- EXERCISE OBJECTIVE -
Where in the records does the word "downloading" occur? Copy each line in which it does.

- AVAILABLE DATA -
►

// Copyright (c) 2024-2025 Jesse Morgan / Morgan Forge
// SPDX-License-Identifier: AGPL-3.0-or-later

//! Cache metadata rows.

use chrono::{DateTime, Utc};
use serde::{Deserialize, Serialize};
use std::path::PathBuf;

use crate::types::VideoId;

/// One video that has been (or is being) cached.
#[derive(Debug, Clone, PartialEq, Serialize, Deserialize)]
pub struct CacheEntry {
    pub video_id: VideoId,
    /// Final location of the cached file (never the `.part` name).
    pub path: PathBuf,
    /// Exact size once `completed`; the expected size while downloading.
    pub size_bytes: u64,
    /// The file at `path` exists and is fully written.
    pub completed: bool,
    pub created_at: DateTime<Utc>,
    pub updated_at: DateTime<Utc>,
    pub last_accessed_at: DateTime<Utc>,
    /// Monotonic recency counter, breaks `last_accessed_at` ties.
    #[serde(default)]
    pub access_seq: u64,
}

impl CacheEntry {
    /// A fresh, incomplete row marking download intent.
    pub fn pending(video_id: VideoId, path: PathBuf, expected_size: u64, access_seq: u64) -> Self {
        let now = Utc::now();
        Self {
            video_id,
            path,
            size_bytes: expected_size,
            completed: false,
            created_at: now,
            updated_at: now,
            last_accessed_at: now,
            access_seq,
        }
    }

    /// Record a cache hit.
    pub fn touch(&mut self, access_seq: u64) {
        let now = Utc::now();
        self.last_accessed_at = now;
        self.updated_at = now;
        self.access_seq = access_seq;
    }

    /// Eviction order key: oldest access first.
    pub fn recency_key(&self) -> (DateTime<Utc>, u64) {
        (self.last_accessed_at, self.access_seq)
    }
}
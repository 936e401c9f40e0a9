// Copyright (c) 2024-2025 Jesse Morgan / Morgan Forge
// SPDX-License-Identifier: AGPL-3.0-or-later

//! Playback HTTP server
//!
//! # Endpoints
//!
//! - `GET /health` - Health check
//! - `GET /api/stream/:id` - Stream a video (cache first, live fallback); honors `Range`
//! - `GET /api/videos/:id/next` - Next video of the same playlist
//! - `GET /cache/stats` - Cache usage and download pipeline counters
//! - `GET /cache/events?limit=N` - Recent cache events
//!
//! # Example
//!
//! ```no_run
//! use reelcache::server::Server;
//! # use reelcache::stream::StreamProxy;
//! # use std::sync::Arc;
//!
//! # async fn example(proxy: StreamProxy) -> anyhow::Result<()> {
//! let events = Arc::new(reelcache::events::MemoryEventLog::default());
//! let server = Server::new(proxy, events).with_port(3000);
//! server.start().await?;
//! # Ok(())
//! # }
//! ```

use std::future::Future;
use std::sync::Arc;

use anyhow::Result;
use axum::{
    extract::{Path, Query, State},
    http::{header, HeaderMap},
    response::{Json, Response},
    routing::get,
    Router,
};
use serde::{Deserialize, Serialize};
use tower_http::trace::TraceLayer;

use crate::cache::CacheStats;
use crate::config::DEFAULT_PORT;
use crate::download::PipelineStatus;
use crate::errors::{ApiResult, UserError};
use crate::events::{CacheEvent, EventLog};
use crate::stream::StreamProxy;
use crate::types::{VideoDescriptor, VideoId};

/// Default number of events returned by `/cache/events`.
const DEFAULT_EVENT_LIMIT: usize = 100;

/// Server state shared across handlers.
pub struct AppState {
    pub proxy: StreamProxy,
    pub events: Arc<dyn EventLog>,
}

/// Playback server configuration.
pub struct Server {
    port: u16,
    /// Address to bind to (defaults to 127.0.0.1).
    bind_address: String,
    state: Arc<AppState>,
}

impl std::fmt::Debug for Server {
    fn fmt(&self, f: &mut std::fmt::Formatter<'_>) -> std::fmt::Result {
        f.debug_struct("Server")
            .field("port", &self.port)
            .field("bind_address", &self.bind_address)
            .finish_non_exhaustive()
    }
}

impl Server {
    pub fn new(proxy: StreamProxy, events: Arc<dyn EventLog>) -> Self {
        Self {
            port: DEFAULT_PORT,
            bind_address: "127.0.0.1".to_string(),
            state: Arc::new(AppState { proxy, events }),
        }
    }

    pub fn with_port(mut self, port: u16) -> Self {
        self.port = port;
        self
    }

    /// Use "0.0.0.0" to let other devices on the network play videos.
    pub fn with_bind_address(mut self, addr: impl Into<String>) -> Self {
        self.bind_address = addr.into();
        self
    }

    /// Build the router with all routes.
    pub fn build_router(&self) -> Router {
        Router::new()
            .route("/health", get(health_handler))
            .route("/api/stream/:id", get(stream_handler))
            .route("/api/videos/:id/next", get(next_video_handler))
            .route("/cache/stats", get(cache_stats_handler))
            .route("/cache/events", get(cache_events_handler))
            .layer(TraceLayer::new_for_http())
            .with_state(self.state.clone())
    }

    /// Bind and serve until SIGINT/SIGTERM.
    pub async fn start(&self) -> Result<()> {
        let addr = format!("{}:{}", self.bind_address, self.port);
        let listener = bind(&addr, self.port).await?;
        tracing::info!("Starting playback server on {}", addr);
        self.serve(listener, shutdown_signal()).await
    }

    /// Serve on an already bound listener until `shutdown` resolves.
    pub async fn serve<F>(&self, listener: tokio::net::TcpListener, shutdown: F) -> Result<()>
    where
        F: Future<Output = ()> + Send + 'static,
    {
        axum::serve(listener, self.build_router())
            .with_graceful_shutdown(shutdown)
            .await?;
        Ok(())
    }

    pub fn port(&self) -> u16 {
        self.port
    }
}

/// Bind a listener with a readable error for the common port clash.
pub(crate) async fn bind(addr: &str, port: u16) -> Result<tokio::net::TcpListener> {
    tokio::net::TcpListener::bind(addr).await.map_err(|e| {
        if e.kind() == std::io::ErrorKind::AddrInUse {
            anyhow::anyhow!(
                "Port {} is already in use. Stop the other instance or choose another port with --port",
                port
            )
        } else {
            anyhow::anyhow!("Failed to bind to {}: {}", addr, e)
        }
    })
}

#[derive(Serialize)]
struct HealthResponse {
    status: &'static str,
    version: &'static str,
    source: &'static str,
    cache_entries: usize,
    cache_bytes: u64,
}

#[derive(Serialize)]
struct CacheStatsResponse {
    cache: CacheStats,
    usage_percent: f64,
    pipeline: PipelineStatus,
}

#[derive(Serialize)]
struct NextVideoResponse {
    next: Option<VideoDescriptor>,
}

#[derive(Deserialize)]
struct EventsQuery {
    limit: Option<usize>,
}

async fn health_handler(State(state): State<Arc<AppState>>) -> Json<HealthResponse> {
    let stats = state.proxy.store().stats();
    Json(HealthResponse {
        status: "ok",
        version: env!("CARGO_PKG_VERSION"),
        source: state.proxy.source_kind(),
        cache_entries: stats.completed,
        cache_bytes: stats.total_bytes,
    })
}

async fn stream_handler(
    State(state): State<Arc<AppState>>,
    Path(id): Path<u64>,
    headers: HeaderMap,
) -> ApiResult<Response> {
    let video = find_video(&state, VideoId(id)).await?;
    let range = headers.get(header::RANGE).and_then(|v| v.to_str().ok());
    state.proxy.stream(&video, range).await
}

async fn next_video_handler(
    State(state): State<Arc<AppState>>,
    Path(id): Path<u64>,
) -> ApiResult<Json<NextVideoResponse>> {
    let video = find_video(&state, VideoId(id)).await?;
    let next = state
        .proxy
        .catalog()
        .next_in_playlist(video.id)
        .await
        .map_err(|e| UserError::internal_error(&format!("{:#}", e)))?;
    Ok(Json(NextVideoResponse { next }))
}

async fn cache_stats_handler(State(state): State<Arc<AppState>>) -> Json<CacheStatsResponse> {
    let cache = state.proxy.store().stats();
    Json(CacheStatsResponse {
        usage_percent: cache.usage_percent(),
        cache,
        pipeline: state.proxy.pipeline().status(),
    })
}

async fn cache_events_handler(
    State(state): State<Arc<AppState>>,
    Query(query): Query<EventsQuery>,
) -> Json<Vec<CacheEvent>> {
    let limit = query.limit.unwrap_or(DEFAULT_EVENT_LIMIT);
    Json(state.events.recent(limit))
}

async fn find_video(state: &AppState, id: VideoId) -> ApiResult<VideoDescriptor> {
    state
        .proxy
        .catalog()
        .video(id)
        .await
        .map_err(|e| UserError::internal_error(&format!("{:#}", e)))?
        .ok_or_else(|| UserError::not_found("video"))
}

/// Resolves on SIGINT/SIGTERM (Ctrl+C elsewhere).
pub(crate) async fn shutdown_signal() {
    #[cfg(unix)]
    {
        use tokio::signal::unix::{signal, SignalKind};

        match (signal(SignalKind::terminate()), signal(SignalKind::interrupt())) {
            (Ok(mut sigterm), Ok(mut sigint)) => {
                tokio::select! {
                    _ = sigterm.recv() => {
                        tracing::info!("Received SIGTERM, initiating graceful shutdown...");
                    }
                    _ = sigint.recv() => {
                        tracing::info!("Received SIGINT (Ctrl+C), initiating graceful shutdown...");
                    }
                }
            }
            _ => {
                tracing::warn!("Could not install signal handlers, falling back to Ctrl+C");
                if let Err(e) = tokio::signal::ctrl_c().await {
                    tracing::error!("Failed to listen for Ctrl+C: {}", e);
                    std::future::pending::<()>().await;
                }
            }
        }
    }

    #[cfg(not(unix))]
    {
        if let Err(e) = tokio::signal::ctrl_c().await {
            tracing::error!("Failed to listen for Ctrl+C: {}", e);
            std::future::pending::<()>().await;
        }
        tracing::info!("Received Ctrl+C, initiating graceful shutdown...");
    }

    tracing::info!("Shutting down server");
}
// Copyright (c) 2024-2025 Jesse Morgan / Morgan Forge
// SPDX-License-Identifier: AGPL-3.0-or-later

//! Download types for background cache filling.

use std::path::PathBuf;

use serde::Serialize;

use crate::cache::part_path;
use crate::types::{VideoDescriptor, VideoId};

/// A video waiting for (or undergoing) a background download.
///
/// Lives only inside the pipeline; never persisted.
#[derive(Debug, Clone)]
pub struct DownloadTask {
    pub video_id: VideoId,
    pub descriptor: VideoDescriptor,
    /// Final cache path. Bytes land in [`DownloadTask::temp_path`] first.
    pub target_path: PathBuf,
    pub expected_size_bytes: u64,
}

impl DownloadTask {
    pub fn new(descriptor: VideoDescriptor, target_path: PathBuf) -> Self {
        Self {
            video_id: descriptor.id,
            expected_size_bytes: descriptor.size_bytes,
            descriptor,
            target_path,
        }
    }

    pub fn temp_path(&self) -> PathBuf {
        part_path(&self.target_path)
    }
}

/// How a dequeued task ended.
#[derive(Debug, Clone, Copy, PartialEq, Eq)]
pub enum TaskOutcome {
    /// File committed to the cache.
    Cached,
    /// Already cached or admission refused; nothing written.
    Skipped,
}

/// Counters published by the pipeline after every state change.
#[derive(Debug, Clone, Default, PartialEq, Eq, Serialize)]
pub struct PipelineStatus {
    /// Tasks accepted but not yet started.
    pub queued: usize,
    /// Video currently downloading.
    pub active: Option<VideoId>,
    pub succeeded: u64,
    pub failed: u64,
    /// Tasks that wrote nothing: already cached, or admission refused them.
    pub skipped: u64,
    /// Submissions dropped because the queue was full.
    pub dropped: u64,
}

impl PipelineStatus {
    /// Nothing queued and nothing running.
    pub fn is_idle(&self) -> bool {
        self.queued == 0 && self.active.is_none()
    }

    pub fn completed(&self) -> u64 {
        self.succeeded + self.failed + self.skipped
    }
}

◄
►

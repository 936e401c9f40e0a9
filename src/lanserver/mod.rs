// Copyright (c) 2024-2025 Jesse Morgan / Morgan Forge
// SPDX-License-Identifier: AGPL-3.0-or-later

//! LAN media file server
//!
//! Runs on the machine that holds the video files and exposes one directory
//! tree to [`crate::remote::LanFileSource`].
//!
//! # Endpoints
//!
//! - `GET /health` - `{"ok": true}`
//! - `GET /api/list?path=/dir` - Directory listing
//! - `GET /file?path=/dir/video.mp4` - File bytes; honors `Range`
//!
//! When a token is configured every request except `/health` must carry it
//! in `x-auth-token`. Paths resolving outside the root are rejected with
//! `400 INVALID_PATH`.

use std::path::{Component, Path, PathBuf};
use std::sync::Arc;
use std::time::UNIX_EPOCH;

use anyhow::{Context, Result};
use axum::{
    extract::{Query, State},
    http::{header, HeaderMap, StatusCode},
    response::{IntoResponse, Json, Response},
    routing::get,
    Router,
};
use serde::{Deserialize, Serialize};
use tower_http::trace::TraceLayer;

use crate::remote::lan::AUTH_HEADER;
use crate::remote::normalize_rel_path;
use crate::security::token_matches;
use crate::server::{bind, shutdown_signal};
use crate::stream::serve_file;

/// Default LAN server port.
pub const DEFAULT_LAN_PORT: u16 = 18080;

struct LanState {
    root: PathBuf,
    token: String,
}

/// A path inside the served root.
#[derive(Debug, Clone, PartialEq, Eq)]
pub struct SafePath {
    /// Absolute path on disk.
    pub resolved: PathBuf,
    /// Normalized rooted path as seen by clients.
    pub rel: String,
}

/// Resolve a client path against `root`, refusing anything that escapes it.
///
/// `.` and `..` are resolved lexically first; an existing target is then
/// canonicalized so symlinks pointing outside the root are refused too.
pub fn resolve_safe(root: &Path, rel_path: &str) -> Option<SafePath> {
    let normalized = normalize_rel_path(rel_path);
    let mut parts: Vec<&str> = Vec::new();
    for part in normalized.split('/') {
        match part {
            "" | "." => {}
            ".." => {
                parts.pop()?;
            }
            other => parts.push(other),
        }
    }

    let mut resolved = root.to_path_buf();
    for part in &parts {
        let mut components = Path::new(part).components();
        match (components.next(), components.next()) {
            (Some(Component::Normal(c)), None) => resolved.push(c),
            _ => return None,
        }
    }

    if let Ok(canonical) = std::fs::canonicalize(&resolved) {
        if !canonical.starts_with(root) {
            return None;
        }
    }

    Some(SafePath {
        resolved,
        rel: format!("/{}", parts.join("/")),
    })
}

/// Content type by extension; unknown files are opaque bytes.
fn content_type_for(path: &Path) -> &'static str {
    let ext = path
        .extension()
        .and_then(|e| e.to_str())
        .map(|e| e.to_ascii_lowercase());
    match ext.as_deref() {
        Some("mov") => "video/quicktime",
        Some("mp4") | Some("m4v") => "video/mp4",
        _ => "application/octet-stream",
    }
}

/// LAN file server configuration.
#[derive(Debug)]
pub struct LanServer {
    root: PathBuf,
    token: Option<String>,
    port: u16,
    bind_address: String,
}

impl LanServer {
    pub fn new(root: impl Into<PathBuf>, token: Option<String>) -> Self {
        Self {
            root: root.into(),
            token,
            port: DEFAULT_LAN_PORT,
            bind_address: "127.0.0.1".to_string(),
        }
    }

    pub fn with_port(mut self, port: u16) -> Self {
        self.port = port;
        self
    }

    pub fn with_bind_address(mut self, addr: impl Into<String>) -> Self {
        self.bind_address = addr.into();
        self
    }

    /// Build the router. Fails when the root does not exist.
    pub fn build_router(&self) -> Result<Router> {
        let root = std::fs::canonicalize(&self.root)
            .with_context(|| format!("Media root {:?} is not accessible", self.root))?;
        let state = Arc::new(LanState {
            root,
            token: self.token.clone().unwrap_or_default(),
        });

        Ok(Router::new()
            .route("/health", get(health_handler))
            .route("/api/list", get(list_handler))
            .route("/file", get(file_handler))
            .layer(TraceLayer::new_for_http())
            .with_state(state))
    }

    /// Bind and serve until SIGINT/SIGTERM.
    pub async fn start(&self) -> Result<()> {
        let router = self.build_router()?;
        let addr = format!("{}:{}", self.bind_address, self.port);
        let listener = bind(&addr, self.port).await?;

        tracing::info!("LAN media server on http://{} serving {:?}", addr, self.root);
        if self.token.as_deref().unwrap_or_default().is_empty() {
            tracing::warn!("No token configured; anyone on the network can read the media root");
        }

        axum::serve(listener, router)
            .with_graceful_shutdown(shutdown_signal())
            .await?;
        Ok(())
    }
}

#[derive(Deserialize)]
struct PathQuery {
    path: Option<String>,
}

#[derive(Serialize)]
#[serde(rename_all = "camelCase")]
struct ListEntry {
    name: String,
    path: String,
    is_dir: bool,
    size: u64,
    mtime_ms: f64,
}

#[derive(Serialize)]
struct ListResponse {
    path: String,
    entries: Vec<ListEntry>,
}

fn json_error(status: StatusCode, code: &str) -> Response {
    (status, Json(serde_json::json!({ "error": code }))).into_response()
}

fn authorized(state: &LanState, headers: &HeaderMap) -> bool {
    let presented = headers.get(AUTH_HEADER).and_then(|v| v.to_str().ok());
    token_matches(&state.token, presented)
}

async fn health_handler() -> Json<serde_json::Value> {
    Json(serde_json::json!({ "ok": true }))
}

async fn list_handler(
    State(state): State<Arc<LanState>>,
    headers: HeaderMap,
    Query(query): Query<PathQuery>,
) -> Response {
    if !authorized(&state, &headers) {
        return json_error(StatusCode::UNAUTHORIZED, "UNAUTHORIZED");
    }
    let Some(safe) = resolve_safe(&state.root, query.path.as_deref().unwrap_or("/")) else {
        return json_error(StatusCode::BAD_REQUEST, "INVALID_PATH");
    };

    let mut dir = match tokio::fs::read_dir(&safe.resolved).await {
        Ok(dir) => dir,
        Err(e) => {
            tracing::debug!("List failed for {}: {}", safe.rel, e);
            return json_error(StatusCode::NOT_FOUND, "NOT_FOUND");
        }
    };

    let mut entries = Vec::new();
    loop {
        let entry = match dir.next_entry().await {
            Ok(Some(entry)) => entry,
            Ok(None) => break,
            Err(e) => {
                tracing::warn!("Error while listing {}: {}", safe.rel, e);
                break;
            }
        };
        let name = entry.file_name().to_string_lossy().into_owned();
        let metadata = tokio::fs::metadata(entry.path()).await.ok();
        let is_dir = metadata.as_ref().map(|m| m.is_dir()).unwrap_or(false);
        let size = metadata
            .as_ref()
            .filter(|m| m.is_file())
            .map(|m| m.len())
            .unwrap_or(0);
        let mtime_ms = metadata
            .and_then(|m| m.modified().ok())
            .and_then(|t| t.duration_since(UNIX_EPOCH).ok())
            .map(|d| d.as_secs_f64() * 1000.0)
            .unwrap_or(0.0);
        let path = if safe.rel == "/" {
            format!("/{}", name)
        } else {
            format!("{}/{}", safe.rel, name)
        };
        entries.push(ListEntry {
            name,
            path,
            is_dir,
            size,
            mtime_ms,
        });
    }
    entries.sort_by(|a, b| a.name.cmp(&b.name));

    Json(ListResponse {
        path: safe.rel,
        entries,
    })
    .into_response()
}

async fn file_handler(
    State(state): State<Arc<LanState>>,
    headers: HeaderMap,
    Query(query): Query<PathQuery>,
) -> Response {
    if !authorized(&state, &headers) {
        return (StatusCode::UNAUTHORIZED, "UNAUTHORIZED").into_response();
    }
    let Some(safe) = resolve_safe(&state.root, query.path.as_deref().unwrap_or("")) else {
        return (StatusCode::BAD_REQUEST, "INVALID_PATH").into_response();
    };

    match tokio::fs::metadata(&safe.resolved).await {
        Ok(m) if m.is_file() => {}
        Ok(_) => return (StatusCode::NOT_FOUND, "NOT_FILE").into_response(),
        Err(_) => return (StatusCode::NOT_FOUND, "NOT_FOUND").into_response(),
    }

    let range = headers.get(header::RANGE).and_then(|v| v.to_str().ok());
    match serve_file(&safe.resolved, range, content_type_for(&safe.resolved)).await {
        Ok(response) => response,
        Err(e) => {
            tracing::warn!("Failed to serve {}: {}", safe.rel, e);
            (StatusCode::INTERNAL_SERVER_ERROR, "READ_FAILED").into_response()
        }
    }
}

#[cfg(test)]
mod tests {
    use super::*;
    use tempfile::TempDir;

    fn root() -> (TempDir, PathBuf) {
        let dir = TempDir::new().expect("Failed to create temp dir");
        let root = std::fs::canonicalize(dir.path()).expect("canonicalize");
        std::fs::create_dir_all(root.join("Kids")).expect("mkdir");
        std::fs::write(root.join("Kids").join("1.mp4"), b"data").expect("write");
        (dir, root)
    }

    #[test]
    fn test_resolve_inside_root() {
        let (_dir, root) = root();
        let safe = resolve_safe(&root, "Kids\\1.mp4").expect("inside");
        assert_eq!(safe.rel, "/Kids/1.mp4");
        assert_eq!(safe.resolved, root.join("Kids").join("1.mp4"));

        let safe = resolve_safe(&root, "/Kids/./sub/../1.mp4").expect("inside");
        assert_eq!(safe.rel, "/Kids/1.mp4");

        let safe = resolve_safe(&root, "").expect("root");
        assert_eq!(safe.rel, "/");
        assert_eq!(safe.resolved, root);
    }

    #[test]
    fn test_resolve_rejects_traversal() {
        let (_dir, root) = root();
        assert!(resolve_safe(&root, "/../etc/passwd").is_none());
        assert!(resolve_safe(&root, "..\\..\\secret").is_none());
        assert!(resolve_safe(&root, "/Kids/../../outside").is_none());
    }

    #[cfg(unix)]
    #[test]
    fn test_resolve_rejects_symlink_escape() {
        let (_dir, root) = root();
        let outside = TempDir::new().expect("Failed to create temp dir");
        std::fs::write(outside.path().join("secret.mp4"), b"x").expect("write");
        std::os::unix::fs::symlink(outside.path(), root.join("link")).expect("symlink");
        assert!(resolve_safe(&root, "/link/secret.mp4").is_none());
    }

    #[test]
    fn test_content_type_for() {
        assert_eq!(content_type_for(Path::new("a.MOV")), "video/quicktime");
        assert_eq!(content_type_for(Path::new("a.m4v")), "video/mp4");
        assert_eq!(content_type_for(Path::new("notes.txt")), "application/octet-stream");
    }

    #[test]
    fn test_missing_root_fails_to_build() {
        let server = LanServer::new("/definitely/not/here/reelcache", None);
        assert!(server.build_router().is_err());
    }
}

◄
►

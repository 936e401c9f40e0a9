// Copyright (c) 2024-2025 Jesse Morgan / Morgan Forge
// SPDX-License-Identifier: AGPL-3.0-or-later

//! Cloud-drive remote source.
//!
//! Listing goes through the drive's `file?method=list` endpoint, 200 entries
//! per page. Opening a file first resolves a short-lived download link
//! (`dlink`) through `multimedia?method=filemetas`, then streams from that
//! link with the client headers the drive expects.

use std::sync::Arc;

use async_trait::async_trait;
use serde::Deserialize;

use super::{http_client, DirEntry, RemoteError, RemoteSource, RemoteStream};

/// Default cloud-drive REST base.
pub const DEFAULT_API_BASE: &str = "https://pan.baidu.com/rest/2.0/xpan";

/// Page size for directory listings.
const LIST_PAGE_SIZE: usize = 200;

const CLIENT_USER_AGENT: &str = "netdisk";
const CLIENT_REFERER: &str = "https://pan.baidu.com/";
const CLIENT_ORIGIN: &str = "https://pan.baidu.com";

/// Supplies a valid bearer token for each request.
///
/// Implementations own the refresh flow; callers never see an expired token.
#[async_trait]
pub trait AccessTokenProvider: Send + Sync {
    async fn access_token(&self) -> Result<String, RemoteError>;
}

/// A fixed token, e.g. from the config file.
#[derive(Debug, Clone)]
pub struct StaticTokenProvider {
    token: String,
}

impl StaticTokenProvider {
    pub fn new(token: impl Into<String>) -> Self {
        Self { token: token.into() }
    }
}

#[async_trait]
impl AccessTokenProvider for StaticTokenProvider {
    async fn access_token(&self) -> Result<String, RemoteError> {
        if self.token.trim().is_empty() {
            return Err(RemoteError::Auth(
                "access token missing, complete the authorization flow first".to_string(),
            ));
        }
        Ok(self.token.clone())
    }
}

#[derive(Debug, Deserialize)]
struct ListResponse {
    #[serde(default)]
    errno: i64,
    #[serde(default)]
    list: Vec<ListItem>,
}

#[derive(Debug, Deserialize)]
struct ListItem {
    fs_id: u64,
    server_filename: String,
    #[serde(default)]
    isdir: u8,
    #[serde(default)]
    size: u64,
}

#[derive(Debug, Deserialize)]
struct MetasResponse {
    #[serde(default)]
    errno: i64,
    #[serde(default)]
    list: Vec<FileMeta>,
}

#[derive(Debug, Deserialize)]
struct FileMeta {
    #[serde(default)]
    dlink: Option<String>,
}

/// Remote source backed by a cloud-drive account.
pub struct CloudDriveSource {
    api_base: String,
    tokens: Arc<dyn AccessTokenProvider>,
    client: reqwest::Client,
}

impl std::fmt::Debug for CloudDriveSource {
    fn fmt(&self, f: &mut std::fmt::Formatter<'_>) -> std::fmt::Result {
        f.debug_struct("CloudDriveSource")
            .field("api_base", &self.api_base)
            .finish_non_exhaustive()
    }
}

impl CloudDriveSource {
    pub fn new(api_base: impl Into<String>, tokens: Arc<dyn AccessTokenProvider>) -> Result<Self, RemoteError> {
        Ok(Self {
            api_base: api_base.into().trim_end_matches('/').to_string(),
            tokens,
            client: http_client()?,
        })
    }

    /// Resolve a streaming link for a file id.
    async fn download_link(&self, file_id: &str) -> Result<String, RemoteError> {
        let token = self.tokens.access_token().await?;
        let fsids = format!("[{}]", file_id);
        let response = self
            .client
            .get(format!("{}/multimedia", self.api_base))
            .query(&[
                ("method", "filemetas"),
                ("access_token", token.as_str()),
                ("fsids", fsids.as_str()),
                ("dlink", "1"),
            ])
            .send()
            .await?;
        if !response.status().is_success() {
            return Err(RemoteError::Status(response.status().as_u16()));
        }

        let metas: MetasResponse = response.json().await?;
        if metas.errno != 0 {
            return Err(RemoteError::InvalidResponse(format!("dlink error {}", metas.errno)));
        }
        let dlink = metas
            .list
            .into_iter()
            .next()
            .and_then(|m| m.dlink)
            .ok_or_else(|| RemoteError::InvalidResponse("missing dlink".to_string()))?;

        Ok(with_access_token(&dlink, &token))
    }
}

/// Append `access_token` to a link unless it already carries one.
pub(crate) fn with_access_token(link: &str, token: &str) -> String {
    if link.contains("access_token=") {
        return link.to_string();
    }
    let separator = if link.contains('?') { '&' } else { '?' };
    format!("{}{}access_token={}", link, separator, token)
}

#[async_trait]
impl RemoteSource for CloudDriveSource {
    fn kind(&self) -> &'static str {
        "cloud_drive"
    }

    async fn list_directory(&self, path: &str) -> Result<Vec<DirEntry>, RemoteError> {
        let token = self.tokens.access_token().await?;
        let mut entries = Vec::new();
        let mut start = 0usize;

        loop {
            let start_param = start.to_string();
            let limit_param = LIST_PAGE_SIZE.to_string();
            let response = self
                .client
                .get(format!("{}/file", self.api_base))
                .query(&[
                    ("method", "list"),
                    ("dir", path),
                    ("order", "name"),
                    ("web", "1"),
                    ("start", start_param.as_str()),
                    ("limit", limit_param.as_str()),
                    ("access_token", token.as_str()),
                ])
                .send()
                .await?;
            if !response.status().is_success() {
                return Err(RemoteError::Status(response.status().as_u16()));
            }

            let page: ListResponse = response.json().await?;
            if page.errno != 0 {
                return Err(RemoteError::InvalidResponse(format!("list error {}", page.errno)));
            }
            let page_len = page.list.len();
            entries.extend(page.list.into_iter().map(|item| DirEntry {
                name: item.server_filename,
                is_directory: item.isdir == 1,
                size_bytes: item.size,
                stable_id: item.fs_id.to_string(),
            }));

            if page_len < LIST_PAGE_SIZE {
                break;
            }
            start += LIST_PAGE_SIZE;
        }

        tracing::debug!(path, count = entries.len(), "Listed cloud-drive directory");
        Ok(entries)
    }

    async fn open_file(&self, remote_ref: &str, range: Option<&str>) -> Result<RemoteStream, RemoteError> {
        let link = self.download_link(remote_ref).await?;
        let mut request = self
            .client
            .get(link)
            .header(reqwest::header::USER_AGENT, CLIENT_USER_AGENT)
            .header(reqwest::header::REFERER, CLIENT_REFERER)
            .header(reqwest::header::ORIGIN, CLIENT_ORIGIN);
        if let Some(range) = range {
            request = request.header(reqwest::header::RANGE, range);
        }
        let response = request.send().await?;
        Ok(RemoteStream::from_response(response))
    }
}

◄

- RESPONSE BOX -
    /// Exact size once `completed`; the expected size while downloading.
    /// Video currently downloading.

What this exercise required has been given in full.